The “fluid” text of Mary Shelley’s Frankenstein reveals in each of its incarnations new secrets about the text we now read in the 21st century. Robinson will explore the stemma or genealogy of the text that he established both in The Frankenstein Notebooks (2 vols., Garland, 1996) and, more recently, in The Original Frankenstein (Bodleian Library Publications, 2008; Random House, A Vintage Book, 2009). He will explain the extent of Percy Shelley’s editorial interventions in Mary Shelley’s “Original” Draft, describe the effects of the Shelleys’ original structure of Frankenstein as a 2-volume novel in 33 chapters, and seek the audience’s help in addressing a still unanswered question about the lineation and pagination of the Fair Copy as it relates to the first edition of 1818.
November 10, 2009 (Tuesday)
Curator of Books, Avery Library, Columbia University
“The Creation of a Photographic Book in 1866: P. B. Wight’s National Academy of Design”

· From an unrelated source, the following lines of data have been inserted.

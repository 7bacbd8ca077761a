//! Tag domain model and category table.
//!
//! # Responsibility
//! - Define the tag record used by the forest and the tag registry.
//! - Own the fixed sigil/category table consumed by the parser.
//!
//! # Invariants
//! - `name` includes its leading sigil (when the category has one).
//! - `category` is never stored; it is derived from `name` on demand so no
//!   two call sites can drift apart.
//! - A tag's `parent`, if set, names another tag; cycles are rejected at the
//!   mutation boundary.

use serde::{Deserialize, Serialize};
use std::fmt::{Display, Formatter};

/// Typed tag category, derived from the name's sigil or date shape.
#[derive(Debug, Clone, Copy, PartialEq, Eq, PartialOrd, Ord, Serialize, Deserialize)]
pub enum TagCategory {
    /// `#` project tags.
    Projects,
    /// `@` person tags.
    Persons,
    /// `>` event tags.
    Events,
    /// `+` generic tags.
    Generic,
    /// Bare `YYYY-MM-DD` journal dates.
    Journal,
    /// Anything else; resolved as a substring search.
    Fulltext,
}

impl TagCategory {
    /// All categories, sigiled first.
    pub const ALL: [TagCategory; 6] = [
        TagCategory::Projects,
        TagCategory::Persons,
        TagCategory::Events,
        TagCategory::Generic,
        TagCategory::Journal,
        TagCategory::Fulltext,
    ];

    /// Returns the leading sigil for sigiled categories.
    pub fn sigil(self) -> Option<char> {
        match self {
            TagCategory::Projects => Some('#'),
            TagCategory::Persons => Some('@'),
            TagCategory::Events => Some('>'),
            TagCategory::Generic => Some('+'),
            TagCategory::Journal | TagCategory::Fulltext => None,
        }
    }

    /// Maps a sigil character back to its category.
    pub fn from_sigil(sigil: char) -> Option<TagCategory> {
        match sigil {
            '#' => Some(TagCategory::Projects),
            '@' => Some(TagCategory::Persons),
            '>' => Some(TagCategory::Events),
            '+' => Some(TagCategory::Generic),
            _ => None,
        }
    }

    /// Stable name used in REST paths and payloads.
    pub fn as_str(self) -> &'static str {
        match self {
            TagCategory::Projects => "Projects",
            TagCategory::Persons => "Persons",
            TagCategory::Events => "Events",
            TagCategory::Generic => "Generic",
            TagCategory::Journal => "Journal",
            TagCategory::Fulltext => "Fulltext",
        }
    }
}

impl Display for TagCategory {
    fn fmt(&self, f: &mut Formatter<'_>) -> std::fmt::Result {
        f.write_str(self.as_str())
    }
}

/// One entry of the flat tag registry.
///
/// The forest is rebuilt from a list of these on every tag reload; the
/// record itself never carries tree structure beyond the `parent` link.
#[derive(Debug, Clone, PartialEq, Eq, Serialize, Deserialize)]
pub struct Tag {
    /// Full token including its sigil, e.g. `#errands`.
    pub name: String,
    /// Optional parent tag name. Dangling parents are tolerated.
    pub parent: Option<String>,
    /// Whether this tag renders in the hierarchical tree view.
    #[serde(default)]
    pub treed: bool,
    /// Optional free-text annotation; annotated tags survive note removal.
    pub content: Option<String>,
}

impl Tag {
    /// Creates a fresh registry entry with default visibility and no parent.
    pub fn new(name: impl Into<String>) -> Self {
        Self {
            name: name.into(),
            parent: None,
            treed: false,
            content: None,
        }
    }

    /// Derives the category from the tag name.
    pub fn category(&self) -> TagCategory {
        crate::parser::classify(&self.name)
    }

    /// Returns the name without its category sigil.
    pub fn bare_name(&self) -> &str {
        crate::parser::bare_name(&self.name)
    }

    /// Returns whether this tag carries a non-blank annotation.
    pub fn has_annotation(&self) -> bool {
        self.content
            .as_deref()
            .is_some_and(|content| !content.trim().is_empty())
    }
}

P. B. Wight’s “National Academy of Design: Photographs of the New Building” was one of the first American architectural books to be illustrated with original photographs. Its publisher was none other than S. P. Avery, one of America’s first great art dealers, as well as the co-founder of Columbia’s Avery Architectural and Fine Arts Library. In this talk, Claudia Funke, Curator of Rare Books at Avery, will explore the fascinating and rich circumstances of this unusual publication, including contemporaneous photographic commerce and book publishing; aesthetic theory and artistic practice of the time; and the careers of S. P. Avery, architect Wight, and the book’s little-known photographer. Central to her talk will be a close examination of the book itself—a beautiful production that had no immediate successors—and the often-vertiginous relationship between original artworks, reproductions, and authorial responsibility in the 1860s.
December 2, 2009 (Wednesday)
Department of English and Comparative Literature, Columbia University
“Candide in the Preserving Machine”
Since its initial publication in 1759, Voltaire’s Candide has been criticized, imitated, excerpted into shorter set-pieces, inspired renunciations and sequels, illustrated more than a hundred times by artists both anonymous and famous, sung as musical theater and comic opera, and canonized as a national treasure and an outstanding contribution to world literature. This talk will explore how book history, with its interest in iterations of publication and what has been called the sociology of texts, can expose the unintended, sometimes unpredictable effects of canonization—namely, that what some would call the novel’s timelessness also turns it into a catalyst for its adaptation and change.